Skirts hitched around my knees,
a pair of water-logged sneakers
making me sure-footed on slick rocks,
I’ll go in through sycamores,
the roadbed of what I won’t get.
I’ll never be a speckled trout, crawdad,
coyote lapping stars in dark water.
But I hear the bent note of your vowels
from somewhere cedars sleep,
the only way there through stone
and stream, the bank overhung
by rhododendrons so thick
everything is shadow, moss, & water-song.
And you wouldn’t know the creek was here
unless you knew the creek was here
or could follow, underneath the wind
shifting the trees & your own loud steps
in leaves, a pouring sound.
Those Factories had Heart-Pine Floors
When I think of all the wood and people we’ve wasted,
the piles of fire-bent metal stacked almost as high as the buildings that burned,
I want to make these words into a handmade knife,
tapped together in a backyard shed in Bassett or Fieldale.
Or a skirt sewn without a store-bought pattern,
lined with a scrap of golden polyester my grandmother would have prized.
Or a bird dog with a mouth so soft no training quail ever died.
The loom and the finishing room held us in their spell.
The lathe turned and turned, but we didn’t listen.

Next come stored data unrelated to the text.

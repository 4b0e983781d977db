//! The node tree: leaves holding one typed value, ordered groups, and lists.

use glam::{Quat, Vec3};
use serde::de::{MapAccess, Visitor};
use serde::ser::SerializeMap;
use serde::{Deserialize, Deserializer, Serialize, Serializer};
use std::fmt;
use worldsync_common::NetPointer;

/// A single typed value. Each variant is one concrete leaf type.
#[derive(Debug, Clone, PartialEq, Serialize, Deserialize)]
#[serde(rename_all = "lowercase")]
pub enum LeafValue {
    Bool(bool),
    I8(i8),
    U8(u8),
    I16(i16),
    U16(u16),
    I32(i32),
    U32(u32),
    I64(i64),
    U64(u64),
    F32(#[serde(with = "crate::float")] f32),
    F64(#[serde(with = "crate::float")] f64),
    Char(char),
    String(String),
    Bytes(Vec<u8>),
    Pointer(NetPointer),
    Vec3(#[serde(with = "crate::float::array")] [f32; 3]),
    Quat(#[serde(with = "crate::float::array")] [f32; 4]),
}

impl LeafValue {
    /// Wrap a typed value.
    pub fn new<T: LeafType>(value: T) -> Self {
        value.into_leaf()
    }

    /// The zero value of `T`.
    pub fn zero<T: LeafType>() -> Self {
        T::default().into_leaf()
    }

    /// Read the value as `T`, or `None` if the leaf holds another type.
    pub fn get<T: LeafType>(&self) -> Option<T> {
        T::from_leaf(self)
    }

    /// Name of the concrete leaf type, as used in the wire format.
    pub fn kind(&self) -> &'static str {
        match self {
            LeafValue::Bool(_) => "bool",
            LeafValue::I8(_) => "i8",
            LeafValue::U8(_) => "u8",
            LeafValue::I16(_) => "i16",
            LeafValue::U16(_) => "u16",
            LeafValue::I32(_) => "i32",
            LeafValue::U32(_) => "u32",
            LeafValue::I64(_) => "i64",
            LeafValue::U64(_) => "u64",
            LeafValue::F32(_) => "f32",
            LeafValue::F64(_) => "f64",
            LeafValue::Char(_) => "char",
            LeafValue::String(_) => "string",
            LeafValue::Bytes(_) => "bytes",
            LeafValue::Pointer(_) => "pointer",
            LeafValue::Vec3(_) => "vec3",
            LeafValue::Quat(_) => "quat",
        }
    }
}

/// Rust types that can live in a leaf.
pub trait LeafType: Sized + Default {
    fn into_leaf(self) -> LeafValue;
    fn from_leaf(leaf: &LeafValue) -> Option<Self>;
}

macro_rules! leaf_type {
    ($ty:ty, $variant:ident) => {
        impl LeafType for $ty {
            fn into_leaf(self) -> LeafValue {
                LeafValue::$variant(self)
            }

            fn from_leaf(leaf: &LeafValue) -> Option<Self> {
                match leaf {
                    LeafValue::$variant(v) => Some(v.clone()),
                    _ => None,
                }
            }
        }

        impl From<$ty> for LeafValue {
            fn from(value: $ty) -> Self {
                LeafValue::$variant(value)
            }
        }
    };
}

leaf_type!(bool, Bool);
leaf_type!(i8, I8);
leaf_type!(u8, U8);
leaf_type!(i16, I16);
leaf_type!(u16, U16);
leaf_type!(i32, I32);
leaf_type!(u32, U32);
leaf_type!(i64, I64);
leaf_type!(u64, U64);
leaf_type!(f32, F32);
leaf_type!(f64, F64);
leaf_type!(char, Char);
leaf_type!(String, String);
leaf_type!(Vec<u8>, Bytes);
leaf_type!(NetPointer, Pointer);

impl LeafType for Vec3 {
    fn into_leaf(self) -> LeafValue {
        LeafValue::Vec3(self.to_array())
    }

    fn from_leaf(leaf: &LeafValue) -> Option<Self> {
        match leaf {
            LeafValue::Vec3(v) => Some(Vec3::from_array(*v)),
            _ => None,
        }
    }
}

impl LeafType for Quat {
    fn into_leaf(self) -> LeafValue {
        LeafValue::Quat(self.to_array())
    }

    fn from_leaf(leaf: &LeafValue) -> Option<Self> {
        match leaf {
            LeafValue::Quat(v) => Some(Quat::from_array(*v)),
            _ => None,
        }
    }
}

impl From<&str> for LeafValue {
    fn from(value: &str) -> Self {
        LeafValue::String(value.to_owned())
    }
}

/// Any node of the tree.
#[derive(Debug, Clone, PartialEq, Serialize, Deserialize)]
#[serde(rename_all = "lowercase")]
pub enum DataNode {
    Leaf(LeafValue),
    Group(DataNodeGroup),
    List(DataNodeList),
}

impl DataNode {
    /// The leaf value, if this node is a leaf.
    pub fn as_leaf(&self) -> Option<&LeafValue> {
        match self {
            DataNode::Leaf(leaf) => Some(leaf),
            _ => None,
        }
    }

    /// The group, if this node is a group.
    pub fn as_group(&self) -> Option<&DataNodeGroup> {
        match self {
            DataNode::Group(group) => Some(group),
            _ => None,
        }
    }

    /// The list, if this node is a list.
    pub fn as_list(&self) -> Option<&DataNodeList> {
        match self {
            DataNode::List(list) => Some(list),
            _ => None,
        }
    }

    /// Variant name: `leaf`, `group` or `list`.
    pub fn kind(&self) -> &'static str {
        match self {
            DataNode::Leaf(_) => "leaf",
            DataNode::Group(_) => "group",
            DataNode::List(_) => "list",
        }
    }
}

impl From<LeafValue> for DataNode {
    fn from(leaf: LeafValue) -> Self {
        DataNode::Leaf(leaf)
    }
}

impl From<DataNodeGroup> for DataNode {
    fn from(group: DataNodeGroup) -> Self {
        DataNode::Group(group)
    }
}

impl From<DataNodeList> for DataNode {
    fn from(list: DataNodeList) -> Self {
        DataNode::List(list)
    }
}

/// Ordered string-keyed mapping. Keys are unique; insertion order is
/// serialization order.
#[derive(Debug, Clone, Default, PartialEq)]
pub struct DataNodeGroup {
    entries: Vec<(String, DataNode)>,
}

impl DataNodeGroup {
    pub fn new() -> Self {
        Self::default()
    }

    /// Insert or replace. A replaced key keeps its original position.
    pub fn set(&mut self, key: impl Into<String>, node: impl Into<DataNode>) {
        let key = key.into();
        let node = node.into();
        match self.entries.iter_mut().find(|(k, _)| *k == key) {
            Some(entry) => entry.1 = node,
            None => self.entries.push((key, node)),
        }
    }

    /// Child under `key`.
    pub fn get(&self, key: &str) -> Option<&DataNode> {
        self.entries.iter().find(|(k, _)| k == key).map(|(_, v)| v)
    }

    /// Mutable child under `key`.
    pub fn get_mut(&mut self, key: &str) -> Option<&mut DataNode> {
        self.entries
            .iter_mut()
            .find(|(k, _)| k == key)
            .map(|(_, v)| v)
    }

    /// Child under `key` if it is a leaf.
    pub fn leaf(&self, key: &str) -> Option<&LeafValue> {
        self.get(key).and_then(DataNode::as_leaf)
    }

    /// Child under `key` if it is a group.
    pub fn group(&self, key: &str) -> Option<&DataNodeGroup> {
        self.get(key).and_then(DataNode::as_group)
    }

    /// Child under `key` if it is a list.
    pub fn list(&self, key: &str) -> Option<&DataNodeList> {
        self.get(key).and_then(DataNode::as_list)
    }

    pub fn contains_key(&self, key: &str) -> bool {
        self.get(key).is_some()
    }

    /// Remove a child. Later keys keep their relative order.
    pub fn remove(&mut self, key: &str) -> Option<DataNode> {
        let index = self.entries.iter().position(|(k, _)| k == key)?;
        Some(self.entries.remove(index).1)
    }

    pub fn len(&self) -> usize {
        self.entries.len()
    }

    pub fn is_empty(&self) -> bool {
        self.entries.is_empty()
    }

    /// Keys in insertion order.
    pub fn keys(&self) -> impl Iterator<Item = &str> {
        self.entries.iter().map(|(k, _)| k.as_str())
    }

    /// Entries in insertion order.
    pub fn iter(&self) -> impl Iterator<Item = (&str, &DataNode)> {
        self.entries.iter().map(|(k, v)| (k.as_str(), v))
    }
}

impl Serialize for DataNodeGroup {
    fn serialize<S: Serializer>(&self, serializer: S) -> Result<S::Ok, S::Error> {
        let mut map = serializer.serialize_map(Some(self.entries.len()))?;
        for (key, node) in &self.entries {
            map.serialize_entry(key, node)?;
        }
        map.end()
    }
}

impl<'de> Deserialize<'de> for DataNodeGroup {
    fn deserialize<D: Deserializer<'de>>(deserializer: D) -> Result<Self, D::Error> {
        struct GroupVisitor;

        impl<'de> Visitor<'de> for GroupVisitor {
            type Value = DataNodeGroup;

            fn expecting(&self, f: &mut fmt::Formatter<'_>) -> fmt::Result {
                f.write_str("a map of unique string keys to nodes")
            }

            fn visit_map<A: MapAccess<'de>>(self, mut access: A) -> Result<Self::Value, A::Error> {
                let mut group = DataNodeGroup::new();
                while let Some((key, node)) = access.next_entry::<String, DataNode>()? {
                    if group.contains_key(&key) {
                        return Err(serde::de::Error::custom(format!(
                            "duplicate group key `{key}`"
                        )));
                    }
                    group.entries.push((key, node));
                }
                Ok(group)
            }
        }

        deserializer.deserialize_map(GroupVisitor)
    }
}

/// Ordered sequence of nodes.
#[derive(Debug, Clone, Default, PartialEq, Serialize, Deserialize)]
#[serde(transparent)]
pub struct DataNodeList {
    items: Vec<DataNode>,
}

impl DataNodeList {
    pub fn new() -> Self {
        Self::default()
    }

    /// Append a node at the end.
    pub fn push(&mut self, node: impl Into<DataNode>) {
        self.items.push(node.into());
    }

    /// Node at `index`.
    pub fn get(&self, index: usize) -> Option<&DataNode> {
        self.items.get(index)
    }

    pub fn len(&self) -> usize {
        self.items.len()
    }

    pub fn is_empty(&self) -> bool {
        self.items.is_empty()
    }

    pub fn iter(&self) -> std::slice::Iter<'_, DataNode> {
        self.items.iter()
    }
}

impl<'a> IntoIterator for &'a DataNodeList {
    type Item = &'a DataNode;
    type IntoIter = std::slice::Iter<'a, DataNode>;

    fn into_iter(self) -> Self::IntoIter {
        self.items.iter()
    }
}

We took all the overtime we could get.
Demijohn: Bent Mountain
We got stoned in the soft
fronds of a species of tree
we slowly realized is not native
to these mountains—dawn
redwoods part of the last
landowner’s court-ordered remediation
for scraping the creek banks clean.
Still young enough
their survival
is uncertain, if they do live,
just one will fill up this bend,
a cathedral of needles falling,
autumn-struck,
come cold weather.
In the interlocking pattern
of the woods, the last hemlocks
glisten,
the fine white web
of the insect killing them
only heightening their evergreen glaze.
Somewhere,
deep in the Appalachians,
perhaps not far from this gorge
where a pipeline will cross
Bottom Creek at least eighty times,
some folks say a few chestnut trees
remain,
resistant to blight and hidden
from all but the few who knew
how to find them, time in trees
stretching wide as turkey vulture wings.
People used to pose on the fallen
tombs of their trunks.
A plank
of wormy chestnut can cost
over a thousand dollars these days.
On a map for the proposed pipeline
route, there is a Blast Zone, an Evacuation
Zone, a geologic explanation for Karst
Formation,
which means everything
seeps through these mountains,
the water
in Bottom Creek so cold your heart
seems to stop every time
you get wet,
the salamanders
persisting,
nymph-quick in late spring,
despite sediment slicking the rocks,
while underwater, the orange flowers
of crawdads bloom in the dark.
Under the water water
flows, an aquifer wider
than the Great Road.
The folks who know know
to watch out for rattlers when
they reach into rhododendrons,
or step, from one cool stone to another.